Yes, as shown above, first class outperformed both groups, whereas second class only outperformed third class.

## Part 5:  Comparative Statistics:  Lusitania

#### Are there any groups that were especially adversely affected in the Lusitania wreck? (justify your response numerically)

In [33]:
l_class_survive_pivot = ldf_clean.pivot_table(['l_class_1','l_class_2','l_class_3'],index = 'l_fate', aggfunc = 'sum')
l_class_survive_pivot

Unnamed: 0_level_0,l_class_1,l_class_2,l_class_3
l_fate,Unnamed: 1_level_1,Unnamed: 2_level_1,Unnamed: 3_level_1
0,177,372,239
1,113,229,134


In [34]:
chi2_contingency(l_class_survive_pivot)
# doesn't look like a relationship with class

(0.73911123039443172,
 0.69104135068912131,
 2,
 array([[ 180.79113924,  374.67405063,  232.53481013],
        [ 109.20886076,  226.32594937,  140.46518987]]))

In [35]:
l_sex_survive_pivot = ldf_clean.pivot_table(['l_age'],index = 'l_fate', columns = 'l_sex',aggfunc = 'count')
l_sex_survive_pivot

Unnamed: 0_level_0,l_age,l_age
l_sex,0,1
l_fate,Unnamed: 1_level_2,Unnamed: 2_level_2
0,309,479
1,183,293


In [36]:
chi2_contingency(l_sex_survive_pivot)
# doesn't look like a relationship with sex

(0.044835716500665791,
 0.83230640009660906,
 1,
 array([[ 306.72151899,  481.27848101],
        [ 185.27848101,  290.72151899]]))

In [37]:
l_age_survive_pivot = ldf_clean.pivot_table(['adult','minor','infant'],index = 'l_fate', aggfunc = 'sum')
l_age_survive_pivot

Unnamed: 0_level_0,adult,infant,minor
l_fate,Unnamed: 1_level_1,Unnamed: 2_level_1,Unnamed: 3_level_1
0,686,37,65
1,423,10,43


In [38]:
chi2_contingency(l_age_survive_pivot)
# better relationship with age, but doesnt quite have a small enough p-value.

(5.6971821063639227,
 0.057925877887931951,
 2,
 array([[ 691.37025316,   29.30063291,   67.32911392],
        [ 417.62974684,   17.69936709,   40.67088608]]))

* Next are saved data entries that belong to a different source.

// Pagination strategies
//
// Dialects either append native OFFSET/LIMIT syntax or, lacking it, have the
// query rewritten into nested derived tables filtered on a row number:
//
// ```text
// SELECT PAGED_VIEW.e1, PAGED_VIEW.e2
// FROM (SELECT VIEW_FOR_LIMIT.e1, VIEW_FOR_LIMIT.e2, <row number> AS rn
//       FROM (<original query with aliased projection>) VIEW_FOR_LIMIT) PAGED_VIEW
// WHERE PAGED_VIEW.rn > 5 AND PAGED_VIEW.rn <= 15
// ORDER BY PAGED_VIEW.rn
// ```

use std::collections::HashSet;

use serde::{Deserialize, Serialize};

use crate::error::{FederationError, Result};
use crate::models::{
    ColumnRef, CompareOp, DataType, DerivedColumn, DerivedTable, Expression, Limit, Literal,
    QueryExpression, Select, SortSpec, TableReference, Value,
};

/// Alias of the derived table wrapping the original query
pub const LIMIT_VIEW: &str = "VIEW_FOR_LIMIT";
/// Alias of the derived table exposing the row number
pub const PAGED_VIEW: &str = "PAGED_VIEW";
/// Name of the row number column
pub const ROW_NUMBER_COLUMN: &str = "rn";

#[derive(Debug, Clone, Copy, Serialize, Deserialize, PartialEq, Eq)]
#[serde(rename_all = "snake_case")]
pub enum PaginationStrategy {
    /// `LIMIT n OFFSET m`
    LimitOffset,
    /// `LIMIT m, n`
    MySqlLimit,
    /// `OFFSET m ROWS FETCH NEXT n ROWS ONLY`
    OffsetFetch,
    /// Nested derived tables filtered on a row number
    RowNumber,
}

impl PaginationStrategy {
    pub fn is_native(&self) -> bool {
        !matches!(self, PaginationStrategy::RowNumber)
    }

    /// Native clause appended after the query text. Empty when the limit is
    /// a no-op.
    pub fn native_clause(&self, limit: &Limit) -> String {
        match (self, limit.row_limit) {
            (PaginationStrategy::LimitOffset, Some(n)) if limit.offset > 0 => {
                format!(" LIMIT {} OFFSET {}", n, limit.offset)
            }
            (PaginationStrategy::LimitOffset, Some(n)) => format!(" LIMIT {}", n),
            (PaginationStrategy::LimitOffset, None) if limit.offset > 0 => {
                format!(" OFFSET {}", limit.offset)
            }
            (PaginationStrategy::MySqlLimit, Some(n)) if limit.offset > 0 => {
                format!(" LIMIT {}, {}", limit.offset, n)
            }
            (PaginationStrategy::MySqlLimit, Some(n)) => format!(" LIMIT {}", n),
            (PaginationStrategy::MySqlLimit, None) if limit.offset > 0 => {
                format!(" LIMIT {}, {}", limit.offset, u64::MAX)
            }
            (PaginationStrategy::OffsetFetch, Some(n)) => {
                format!(" OFFSET {} ROWS FETCH NEXT {} ROWS ONLY", limit.offset, n)
            }
            (PaginationStrategy::OffsetFetch, None) if limit.offset > 0 => {
                format!(" OFFSET {} ROWS", limit.offset)
            }
            _ => String::new(),
        }
    }
}

/// True when the limit restricts nothing
pub fn is_noop(limit: &Limit) -> bool {
    limit.offset == 0 && limit.row_limit.is_none()
}

/// Rewrite `query` (whose limit has already been detached) into row-number
/// form selecting rows `[offset, offset + limit)`.
///
/// With `row_number_in_where` and no offset, a single derived table is
/// enough; otherwise two are used. Aliases are assigned deterministically,
/// so rewriting an identical query always yields an identical tree.
pub fn rewrite_for_pagination(
    mut query: QueryExpression,
    limit: Limit,
    row_number_in_where: bool,
) -> Result<Select> {
    let ordered = !query.order_by().is_empty();
    let (visible, all_columns, window_order) = alias_projection(&mut query)?;
    if !row_number_in_where {
        // the window ordering replaces it; derived tables may not be ordered
        match &mut query {
            QueryExpression::Select(select) => select.order_by.clear(),
            QueryExpression::SetOp(set_op) => set_op.order_by.clear(),
        }
    }

    let view_column = |column: &(String, DataType)| {
        Expression::ColumnRef(ColumnRef::new(Some(LIMIT_VIEW), column.0.clone(), column.1))
    };
    let inner = TableReference::Derived(Box::new(DerivedTable {
        query,
        alias: LIMIT_VIEW.to_string(),
    }));

    if row_number_in_where && limit.offset == 0 {
        if let Some(upper) = limit.row_limit {
            let mut select = Select::new(
                visible.iter().map(|c| DerivedColumn::new(view_column(c))).collect(),
                vec![inner],
            );
            select.where_clause = Some(Expression::compare(
                Expression::RowNumber {
                    order_by: Vec::new(),
                },
                CompareOp::Le,
                bound_literal(upper)?,
            ));
            return Ok(select);
        }
    }

    let mut middle_projection: Vec<DerivedColumn> = all_columns
        .iter()
        .map(|c| DerivedColumn::new(view_column(c)))
        .collect();
    middle_projection.push(DerivedColumn::aliased(
        Expression::RowNumber {
            order_by: window_order
                .into_iter()
                .map(|(alias, data_type, template)| SortSpec {
                    expression: Expression::ColumnRef(ColumnRef::new(
                        Some(LIMIT_VIEW),
                        alias,
                        data_type,
                    )),
                    ..template
                })
                .collect(),
        },
        ROW_NUMBER_COLUMN,
    ));
    let middle = Select::new(middle_projection, vec![inner]);

    let row_number = || {
        Expression::ColumnRef(ColumnRef::new(
            Some(PAGED_VIEW),
            ROW_NUMBER_COLUMN,
            DataType::Long,
        ))
    };
    let lower = (limit.offset > 0)
        .then(|| -> Result<Expression> {
            Ok(Expression::compare(
                row_number(),
                CompareOp::Gt,
                bound_literal(limit.offset)?,
            ))
        })
        .transpose()?;
    let upper = limit
        .upper_bound()
        .map(|upper| -> Result<Expression> {
            Ok(Expression::compare(
                row_number(),
                CompareOp::Le,
                bound_literal(upper)?,
            ))
        })
        .transpose()?;

    let mut outer = Select::new(
        visible
            .iter()
            .map(|(name, data_type)| {
                DerivedColumn::new(Expression::ColumnRef(ColumnRef::new(
                    Some(PAGED_VIEW),
                    name.clone(),
                    *data_type,
                )))
            })
            .collect(),
        vec![TableReference::Derived(Box::new(DerivedTable {
            query: middle.into(),
            alias: PAGED_VIEW.to_string(),
        }))],
    );
    outer.where_clause = match (lower, upper) {
        (Some(lower), Some(upper)) => Some(Expression::and(lower, upper)),
        (lower, upper) => lower.or(upper),
    };
    if ordered {
        outer.order_by = vec![SortSpec::asc(row_number())];
    }
    Ok(outer)
}

fn bound_literal(value: u64) -> Result<Expression> {
    let value = i64::try_from(value)
        .map_err(|_| FederationError::internal(format!("row bound {} out of range", value)))?;
    Ok(Expression::literal(Literal::new(
        Value::Integer(value),
        DataType::Long,
    )))
}

type Column = (String, DataType);
type WindowItem = (String, DataType, SortSpec);

/// Give every projected column of the output-defining select a unique
/// alias and point ORDER BY items at those aliases.
///
/// Returns the visible columns, all columns (visible plus those added for
/// non-projected sort keys) and the sort keys expressed as aliases.
fn alias_projection(query: &mut QueryExpression) -> Result<(Vec<Column>, Vec<Column>, Vec<WindowItem>)> {
    let mut used: HashSet<String> = HashSet::new();
    used.insert(ROW_NUMBER_COLUMN.to_uppercase());

    let select = query.leftmost_select_mut();
    let mut visible = Vec::with_capacity(select.projection.len());
    let mut originals = Vec::with_capacity(select.projection.len());
    for column in select.projection.iter_mut() {
        let base = column.output_name().unwrap_or("expr").to_string();
        let alias = unique_alias(&base, &mut used);
        originals.push(column.output_name().map(str::to_string));
        column.alias = Some(alias.clone());
        visible.push((alias, column.expression.data_type()));
    }
    let projected: Vec<Expression> = select
        .projection
        .iter()
        .map(|column| column.expression.clone())
        .collect();

    let mut all_columns = visible.clone();
    let mut window_order = Vec::new();
    let mut hidden = Vec::new();

    let is_set_op = matches!(query, QueryExpression::SetOp(_));
    let distinct = match &*query {
        QueryExpression::Select(select) => select.distinct,
        QueryExpression::SetOp(_) => true,
    };
    let order_by = match &mut *query {
        QueryExpression::Select(select) => &mut select.order_by,
        QueryExpression::SetOp(set_op) => &mut set_op.order_by,
    };

    for item in order_by.iter_mut() {
        let position = projected
            .iter()
            .position(|expr| *expr == item.expression)
            .or_else(|| match &item.expression {
                Expression::ColumnRef(column) => originals.iter().position(|name| {
                    name.as_deref()
                        .is_some_and(|name| name.eq_ignore_ascii_case(&column.name))
                }),
                _ => None,
            });

        let (alias, data_type) = match position {
            Some(idx) => visible[idx].clone(),
            None if is_set_op || distinct => {
                return Err(FederationError::internal(
                    "ORDER BY item is not projected; cannot paginate with a row number",
                ));
            }
            None => {
                let alias = unique_alias("expr", &mut used);
                let data_type = item.expression.data_type();
                hidden.push(DerivedColumn::aliased(item.expression.clone(), alias.clone()));
                all_columns.push((alias.clone(), data_type));
                (alias, data_type)
            }
        };

        item.expression = Expression::ColumnRef(ColumnRef::new(None, alias.clone(), data_type));
        window_order.push((alias, data_type, item.clone()));
    }

    query.leftmost_select_mut().projection.extend(hidden);
    Ok((visible, all_columns, window_order))
}

fn unique_alias(base: &str, used: &mut HashSet<String>) -> String {
    if used.insert(base.to_uppercase()) {
        return base.to_string();
    }
    let mut counter = 0usize;
    loop {
        let candidate = format!("{}{}", base, counter);
        if used.insert(candidate.to_uppercase()) {
            return candidate;
        }
        counter += 1;
    }
}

#### Are there any groups that outperformed the survival of the latter group? (justify your response numerically)



In [39]:
l_age_survive_pivot_a_m = ldf_clean.pivot_table(['adult','minor'],index = 'l_fate', aggfunc = 'sum')
l_age_survive_pivot_a_m

Unnamed: 0_level_0,adult,minor
l_fate,Unnamed: 1_level_1,Unnamed: 2_level_1
0,686,65
1,423,43


In [40]:
chi2_contingency(l_age_survive_pivot_a_m)

(0.056460726244854098,
 0.81217997975577561,
 1,
 array([[ 684.35414955,   66.64585045],
        [ 424.64585045,   41.35414955]]))

In [41]:
l_age_survive_pivot_a_i = ldf_clean.pivot_table(['adult','infant'],index = 'l_fate', aggfunc = 'sum')
l_age_survive_pivot_a_i

Unnamed: 0_level_0,adult,infant
l_fate,Unnamed: 1_level_1,Unnamed: 2_level_1
0,686,37
1,423,10


In [42]:
chi2_contingency(l_age_survive_pivot_a_i)

(4.7786572523516728,
 0.028814580347396229,
 1,
 array([[ 693.60467128,   29.39532872],
        [ 415.39532872,   17.60467128]]))

In [43]:
l_age_survive_pivot_m_i = ldf_clean.pivot_table(['minor','infant'],index = 'l_fate', aggfunc = 'sum')
l_age_survive_pivot_m_i

Unnamed: 0_level_0,infant,minor
l_fate,Unnamed: 1_level_1,Unnamed: 2_level_1
0,37,65
1,10,43


In [44]:
chi2_contingency(l_age_survive_pivot_m_i)

(4.2117125919832823,
 0.040145785953812727,
 1,
 array([[ 30.92903226,  71.07096774],
        [ 16.07096774,  36.92903226]]))

Infants fared the worst out of the three groups, with survival rate of 21%.

#### What does the group-wise survival rate imply about circumstances during these two accidents?

For the Titanic, the highest chance of survival depended on your purchased ticket, whereas Lusitania did not have a clear relationship, besides the fact that individuals with the ability to survive had a chance at survival.